• Task statement:
Select and copy out every line in the records containing "initial".

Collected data
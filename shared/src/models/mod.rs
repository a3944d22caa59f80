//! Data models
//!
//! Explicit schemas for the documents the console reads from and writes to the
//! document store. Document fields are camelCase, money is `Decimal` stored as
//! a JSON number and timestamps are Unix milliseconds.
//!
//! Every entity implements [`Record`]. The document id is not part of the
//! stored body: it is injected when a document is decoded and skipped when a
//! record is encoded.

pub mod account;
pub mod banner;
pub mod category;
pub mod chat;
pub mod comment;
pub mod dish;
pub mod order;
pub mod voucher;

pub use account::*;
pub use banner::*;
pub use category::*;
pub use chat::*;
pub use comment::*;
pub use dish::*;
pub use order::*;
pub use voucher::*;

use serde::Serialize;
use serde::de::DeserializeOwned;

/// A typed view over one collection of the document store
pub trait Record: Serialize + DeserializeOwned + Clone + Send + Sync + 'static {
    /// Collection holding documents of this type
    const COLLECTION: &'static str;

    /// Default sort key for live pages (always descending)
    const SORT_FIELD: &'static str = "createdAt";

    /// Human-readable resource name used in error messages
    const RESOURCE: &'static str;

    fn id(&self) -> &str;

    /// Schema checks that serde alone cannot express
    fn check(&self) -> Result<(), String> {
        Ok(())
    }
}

==

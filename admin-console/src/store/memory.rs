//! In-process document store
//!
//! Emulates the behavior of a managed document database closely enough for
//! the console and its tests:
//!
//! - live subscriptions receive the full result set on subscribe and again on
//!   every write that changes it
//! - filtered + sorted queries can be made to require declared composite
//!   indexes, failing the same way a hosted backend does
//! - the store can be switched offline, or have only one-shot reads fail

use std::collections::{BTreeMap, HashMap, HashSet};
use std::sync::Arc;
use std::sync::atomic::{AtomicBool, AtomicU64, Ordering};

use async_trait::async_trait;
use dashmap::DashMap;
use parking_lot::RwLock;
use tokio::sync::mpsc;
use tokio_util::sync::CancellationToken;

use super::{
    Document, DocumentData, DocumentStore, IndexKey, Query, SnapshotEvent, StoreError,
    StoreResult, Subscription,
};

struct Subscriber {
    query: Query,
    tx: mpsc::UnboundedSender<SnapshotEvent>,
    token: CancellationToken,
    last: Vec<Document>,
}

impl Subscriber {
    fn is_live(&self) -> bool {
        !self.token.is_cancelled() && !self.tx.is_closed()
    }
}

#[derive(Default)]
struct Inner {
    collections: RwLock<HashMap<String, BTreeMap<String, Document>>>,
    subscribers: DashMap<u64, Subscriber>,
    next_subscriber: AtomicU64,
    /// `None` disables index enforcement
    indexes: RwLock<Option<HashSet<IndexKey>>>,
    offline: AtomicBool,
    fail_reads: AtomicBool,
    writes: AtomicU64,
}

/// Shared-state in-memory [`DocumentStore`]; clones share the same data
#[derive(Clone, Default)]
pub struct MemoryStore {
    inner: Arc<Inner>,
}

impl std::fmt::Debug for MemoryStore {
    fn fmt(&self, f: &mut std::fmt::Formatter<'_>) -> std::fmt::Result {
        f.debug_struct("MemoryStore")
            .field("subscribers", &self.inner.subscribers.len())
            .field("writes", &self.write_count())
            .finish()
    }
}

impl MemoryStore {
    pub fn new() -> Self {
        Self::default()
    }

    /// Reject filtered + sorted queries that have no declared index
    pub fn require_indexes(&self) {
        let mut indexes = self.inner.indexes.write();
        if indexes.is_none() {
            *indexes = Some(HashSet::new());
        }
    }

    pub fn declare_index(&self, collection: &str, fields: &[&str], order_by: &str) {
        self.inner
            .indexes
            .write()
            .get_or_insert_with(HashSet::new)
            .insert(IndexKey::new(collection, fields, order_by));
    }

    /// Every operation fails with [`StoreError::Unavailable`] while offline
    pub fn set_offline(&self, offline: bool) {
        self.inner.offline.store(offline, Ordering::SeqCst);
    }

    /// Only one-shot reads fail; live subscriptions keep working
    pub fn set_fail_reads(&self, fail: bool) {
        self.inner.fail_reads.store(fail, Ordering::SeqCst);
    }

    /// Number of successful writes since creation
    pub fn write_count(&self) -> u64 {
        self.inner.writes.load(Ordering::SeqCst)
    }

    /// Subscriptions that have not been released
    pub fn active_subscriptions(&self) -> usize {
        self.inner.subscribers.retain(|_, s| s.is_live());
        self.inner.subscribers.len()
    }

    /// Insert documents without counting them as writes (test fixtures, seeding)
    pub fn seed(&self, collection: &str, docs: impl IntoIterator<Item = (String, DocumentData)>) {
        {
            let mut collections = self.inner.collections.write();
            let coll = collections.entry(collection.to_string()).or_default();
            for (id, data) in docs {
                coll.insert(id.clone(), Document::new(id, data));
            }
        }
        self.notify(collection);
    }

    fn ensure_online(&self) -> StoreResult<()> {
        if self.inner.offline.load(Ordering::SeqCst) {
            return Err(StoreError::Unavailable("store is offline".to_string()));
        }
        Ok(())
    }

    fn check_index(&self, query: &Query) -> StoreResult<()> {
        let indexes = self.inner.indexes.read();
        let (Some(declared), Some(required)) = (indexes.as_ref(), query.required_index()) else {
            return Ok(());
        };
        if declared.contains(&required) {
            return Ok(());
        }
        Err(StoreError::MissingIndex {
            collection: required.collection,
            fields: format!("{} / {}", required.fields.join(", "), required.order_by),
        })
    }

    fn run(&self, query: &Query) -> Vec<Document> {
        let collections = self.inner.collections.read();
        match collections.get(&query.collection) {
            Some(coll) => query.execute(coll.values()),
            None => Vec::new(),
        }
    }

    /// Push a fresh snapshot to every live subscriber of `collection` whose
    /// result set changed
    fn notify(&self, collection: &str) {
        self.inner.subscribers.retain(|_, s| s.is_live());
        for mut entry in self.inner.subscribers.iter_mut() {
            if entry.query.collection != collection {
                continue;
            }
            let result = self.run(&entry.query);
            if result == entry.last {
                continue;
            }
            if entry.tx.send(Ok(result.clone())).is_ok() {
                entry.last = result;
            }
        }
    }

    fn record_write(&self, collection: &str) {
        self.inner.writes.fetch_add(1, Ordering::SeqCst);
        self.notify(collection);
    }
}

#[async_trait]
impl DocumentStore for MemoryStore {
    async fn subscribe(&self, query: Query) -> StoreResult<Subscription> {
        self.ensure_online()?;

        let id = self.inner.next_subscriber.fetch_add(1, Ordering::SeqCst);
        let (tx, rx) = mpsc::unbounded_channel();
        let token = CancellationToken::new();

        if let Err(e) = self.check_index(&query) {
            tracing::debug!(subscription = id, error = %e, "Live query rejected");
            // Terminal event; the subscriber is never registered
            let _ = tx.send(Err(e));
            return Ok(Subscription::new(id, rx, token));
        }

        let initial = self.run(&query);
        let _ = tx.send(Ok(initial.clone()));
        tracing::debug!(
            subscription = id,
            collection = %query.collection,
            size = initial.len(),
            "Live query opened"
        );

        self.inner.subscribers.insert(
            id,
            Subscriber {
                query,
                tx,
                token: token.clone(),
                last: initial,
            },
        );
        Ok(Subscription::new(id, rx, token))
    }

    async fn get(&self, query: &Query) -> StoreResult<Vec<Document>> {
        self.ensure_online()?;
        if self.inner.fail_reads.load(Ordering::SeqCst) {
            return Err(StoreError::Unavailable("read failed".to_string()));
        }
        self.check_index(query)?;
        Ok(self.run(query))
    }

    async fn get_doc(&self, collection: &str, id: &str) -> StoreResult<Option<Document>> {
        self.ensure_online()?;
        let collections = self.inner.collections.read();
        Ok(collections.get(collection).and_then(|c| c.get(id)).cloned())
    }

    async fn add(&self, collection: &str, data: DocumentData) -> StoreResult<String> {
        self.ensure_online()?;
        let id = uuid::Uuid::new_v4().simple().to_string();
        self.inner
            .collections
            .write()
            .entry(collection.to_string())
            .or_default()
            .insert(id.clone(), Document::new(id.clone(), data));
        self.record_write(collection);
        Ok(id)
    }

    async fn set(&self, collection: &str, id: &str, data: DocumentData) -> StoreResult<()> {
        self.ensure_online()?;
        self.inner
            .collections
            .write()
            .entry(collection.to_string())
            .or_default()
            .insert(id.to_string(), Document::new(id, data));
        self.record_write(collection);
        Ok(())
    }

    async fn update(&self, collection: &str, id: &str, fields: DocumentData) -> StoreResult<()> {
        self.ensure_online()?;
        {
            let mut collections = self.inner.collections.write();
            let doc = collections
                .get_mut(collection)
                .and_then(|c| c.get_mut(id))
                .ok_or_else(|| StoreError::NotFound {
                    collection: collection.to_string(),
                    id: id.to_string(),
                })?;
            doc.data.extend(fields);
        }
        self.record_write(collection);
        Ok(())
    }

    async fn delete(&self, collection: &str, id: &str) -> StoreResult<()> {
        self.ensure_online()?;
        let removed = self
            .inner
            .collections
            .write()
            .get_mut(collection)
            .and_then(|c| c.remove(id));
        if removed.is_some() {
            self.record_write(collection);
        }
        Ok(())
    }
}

• Answer:
        let initial = self.run(&query);
        let _ = tx.send(Ok(initial.clone()));
            size = initial.len(),
                last: initial,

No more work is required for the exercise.